• DESCRIPTION OF THE TASK
Write all of the entries again. Keep them exactly as they are.

---------- TASK INPUTS

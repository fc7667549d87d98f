//! Command line interface for fontmerge
//!
//! Handles parsing command line arguments and provides
//! validation for user inputs.

use crate::core::config_file::DEFAULT_CONFIG_FILE;
use clap::Parser;
use std::path::PathBuf;

/// Default directory every output is written to
pub const DEFAULT_OUTPUT_DIR: &str = "dist";

/// fontmerge CLI arguments
///
/// Examples:
///   fontmerge                              # Build from ./fontmerge.toml into ./dist
///   fontmerge --config icons/fontmerge.toml
///   fontmerge --output-dir build/fonts -v  # Custom output, debug logging
///   fontmerge --map-only                   # Only write replacement_map.json
#[derive(Parser, Debug, Clone)]
#[clap(
    name = "fontmerge",
    version,
    about = "Merge glyphs from several fonts into private-use code points",
    long_about = "fontmerge pulls the symbols listed for each source font out of its UFO source, moves them to unique code points in a private-use range, and merges them into every configured target font. It also writes the replacement map, MD5 checksums and HTML previews."
)]
pub struct CliArgs {
    /// Build configuration file
    #[clap(
        long = "config",
        short = 'c',
        default_value = DEFAULT_CONFIG_FILE,
        help = "Build configuration file (TOML)"
    )]
    pub config: PathBuf,

    /// Directory the merged fonts and artifacts are written to
    ///
    /// Created if it doesn't exist. Existing files with the same names are
    /// overwritten.
    #[clap(
        long = "output-dir",
        short = 'o',
        default_value = DEFAULT_OUTPUT_DIR,
        help = "Directory for merged fonts and artifacts"
    )]
    pub output_dir: PathBuf,

    /// Increase log verbosity (-v debug, -vv trace)
    #[clap(long = "verbose", short = 'v', action = clap::ArgAction::Count)]
    pub verbose: u8,

    /// Also write logs to ~/.config/fontmerge/logs/
    #[clap(long = "log-file", help = "Also write logs to the fontmerge logs directory")]
    pub log_file: bool,

    /// Stop after writing the replacement map
    ///
    /// Collects symbols and allocates code points, writes
    /// replacement_map.json, and skips merging, checksums and previews.
    #[clap(long = "map-only", help = "Only allocate and write replacement_map.json")]
    pub map_only: bool,
}

impl CliArgs {
    /// Validate the CLI arguments after parsing
    ///
    /// Catches the mistakes that would otherwise surface halfway through a
    /// run, with a message that says what to fix.
    pub fn validate(&self) -> Result<(), String> {
        if !self.config.is_file() {
            return Err(format!(
                "Configuration file does not exist: {}\nPass --config with the path to your fontmerge.toml.",
                self.config.display()
            ));
        }

        if self.output_dir.exists() && !self.output_dir.is_dir() {
            return Err(format!(
                "Output path is not a directory: {}",
                self.output_dir.display()
            ));
        }

        Ok(())
    }
}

--------------------

• EXERCISE SOLUTION
repository fc7667549d87d98f
//! Command line interface for fontmerge
//!
//! Handles parsing command line arguments and provides
//! validation for user inputs.

use crate::core::config_file::DEFAULT_CONFIG_FILE;
use clap::Parser;
use std::path::PathBuf;

/// Default directory every output is written to
pub const DEFAULT_OUTPUT_DIR: &str = "dist";

/// fontmerge CLI arguments
///
/// Examples:
///   fontmerge                              # Build from ./fontmerge.toml into ./dist
///   fontmerge --config icons/fontmerge.toml
///   fontmerge --output-dir build/fonts -v  # Custom output, debug logging
///   fontmerge --map-only                   # Only write replacement_map.json
#[derive(Parser, Debug, Clone)]
#[clap(
    name = "fontmerge",
    version,
    about = "Merge glyphs from several fonts into private-use code points",
    long_about = "fontmerge pulls the symbols listed for each source font out of its UFO source, moves them to unique code points in a private-use range, and merges them into every configured target font. It also writes the replacement map, MD5 checksums and HTML previews."
)]
pub struct CliArgs {
    /// Build configuration file
    #[clap(
        long = "config",
        short = 'c',
        default_value = DEFAULT_CONFIG_FILE,
        help = "Build configuration file (TOML)"
    )]
    pub config: PathBuf,

    /// Directory the merged fonts and artifacts are written to
    ///
    /// Created if it doesn't exist. Existing files with the same names are
    /// overwritten.
    #[clap(
        long = "output-dir",
        short = 'o',
        default_value = DEFAULT_OUTPUT_DIR,
        help = "Directory for merged fonts and artifacts"
    )]
    pub output_dir: PathBuf,

    /// Increase log verbosity (-v debug, -vv trace)
    #[clap(long = "verbose", short = 'v', action = clap::ArgAction::Count)]
    pub verbose: u8,

    /// Also write logs to ~/.config/fontmerge/logs/
    #[clap(long = "log-file", help = "Also write logs to the fontmerge logs directory")]
    pub log_file: bool,

    /// Stop after writing the replacement map
    ///
    /// Collects symbols and allocates code points, writes
    /// replacement_map.json, and skips merging, checksums and previews.
    #[clap(long = "map-only", help = "Only allocate and write replacement_map.json")]
    pub map_only: bool,
}

impl CliArgs {
    /// Validate the CLI arguments after parsing
    ///
    /// Catches the mistakes that would otherwise surface halfway through a
    /// run, with a message that says what to fix.
    pub fn validate(&self) -> Result<(), String> {
        if !self.config.is_file() {
            return Err(format!(
                "Configuration file does not exist: {}\nPass --config with the path to your fontmerge.toml.",
                self.config.display()
            ));
        }

        if self.output_dir.exists() && !self.output_dir.is_dir() {
            return Err(format!(
                "Output path is not a directory: {}",
                self.output_dir.display()
            ));
        }

        Ok(())
    }
}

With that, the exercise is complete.